Explorations végétales

Mes cyanotypes

Cet été fut celui où j’ai repris mes envies d’explorer ce que la nature nous offre pour créer. La photo restant ma passion de base, je me suis penchée sur les processus intégrants cette technique et j’ai découvert les cyanotypes.

Le cyanotype est un procédé photographique monochrome négatif ancien par le biais duquel on obtient un tirage photographique bleu de Prusse, bleu cyan.

Cette technique a été mise au point en 1842 par la botaniste Anna Atkins.

Le procédé utilise deux produits chimiques :

On mélange en volumes égaux une solution à 8 % (masse sur volume) de  ferricyanure de potassium et une solution à 20 % de citrate d’ammonium ferrique.

Ce mélange photosensible est ensuite appliqué sur une surface papier. On laisse sécher dans l’obscurité ce support préparé. Une fois le papier sec, les expérimentations peuvent commencer.

Le papier devenu photosensible est exposé au soleil avec des végétaux qui vont imprimer sa surface de leur ombre. Puis il est passé sous l’eau pendant cinq minutes pour révéler le bleu si typique du cyanotype.

Les nuances mettent 24h à se révéler complètement.

J’ai exploré le processus au début de l’été et cela m’a rappelé les photograms que je créais dans les années 80-90 quand j’initiais les élèves à l’aventure photographique argentique.
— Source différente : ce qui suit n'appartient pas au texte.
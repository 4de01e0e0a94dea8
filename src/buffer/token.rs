/// How a token reacts to a quantifier appended after it.
#[derive(Debug, Clone, Copy, PartialEq, Eq, Hash)]
pub enum TokenKind {
    /// Single character, escape, class or group; takes a quantifier directly.
    Atom,
    /// Several units in a row; must be grouped before quantifying.
    Sequence,
    /// Already ends in a quantifier; must be grouped before quantifying again.
    Quantified,
}

impl TokenKind {
    #[inline]
    pub fn needs_group(self) -> bool {
        !matches!(self, TokenKind::Atom)
    }
}

/// Position of a token inside the body of one alternation branch.
#[derive(Debug, Clone, Copy, PartialEq, Eq, Hash)]
pub struct TokenHandle {
    pub(crate) branch: usize,
    pub(crate) start: usize,
    pub(crate) end: usize,
    pub(crate) kind: TokenKind,
}

impl TokenHandle {
    pub fn kind(&self) -> TokenKind {
        self.kind
    }

    /// Byte range of the token within the current branch body.
    pub fn span(&self) -> std::ops::Range<usize> {
        self.start..self.end
    }

    pub fn branch(&self) -> usize {
        self.branch
    }
}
Très vite, j’ai eu besoin d’aller au-delà de la monochromie bleue du cyanotype de base et j’ai découvert les « cyanotypes humides ». C’est à dire qu’on va humidifier le papier photosensible avec de l’eau, du savon, du vinaigre, etc. On va l’exposer beaucoup plus longtemps aux rayons du soleil (parfois 5 h !).

J’ai laissé mon imaginaire opérer et j’ai rajouté des épices que j’avais sous la main, puis des pigments que j’ai achetés aux Ocres de France.

A partir de là, ce fut pour moi une révélation. J’ai adoré ce qui se révélait avec chaque œuvre créée. Et je me suis mise à observer de plus près toutes les feuilles que je côtoyais. J’ai ainsi découvert des essences d’arbres dont j’ignorais l’existence. Par exemple le chêne rouge d’Amérique m’a fait découvrir que le genre Quercus comprend entre 200 et 600 espèces !!! (chiffre variable selon les classifications vu le nombre important d’hybrides).
En tout cas, pour le chêne rouge d’Amérique, ses grandes feuilles atteignent de 12 à 22 cm en moyenne et se distinguent de celles des chênes caducs européens par leurs 4 à 6 lobes anguleux à extrémité plus ou moins épineuse. Je suis tombée en amour de ses feuilles.

J’ai aussi craqué pour toutes les espèces d’érable et les feuilles de courgettes jaunes à la dentelle si délicate.

Et puis, j’ai été au-delà, je me suis appropriée chaque création, j’en ai retravaillé certaines dont je n’étais pas satisfaite, y intégrant de la peinture aquarelle ou acrylique.

J’ai entrouvert une dimension où je me suis laissée emporter, heureuse de ce que j’y découvrais.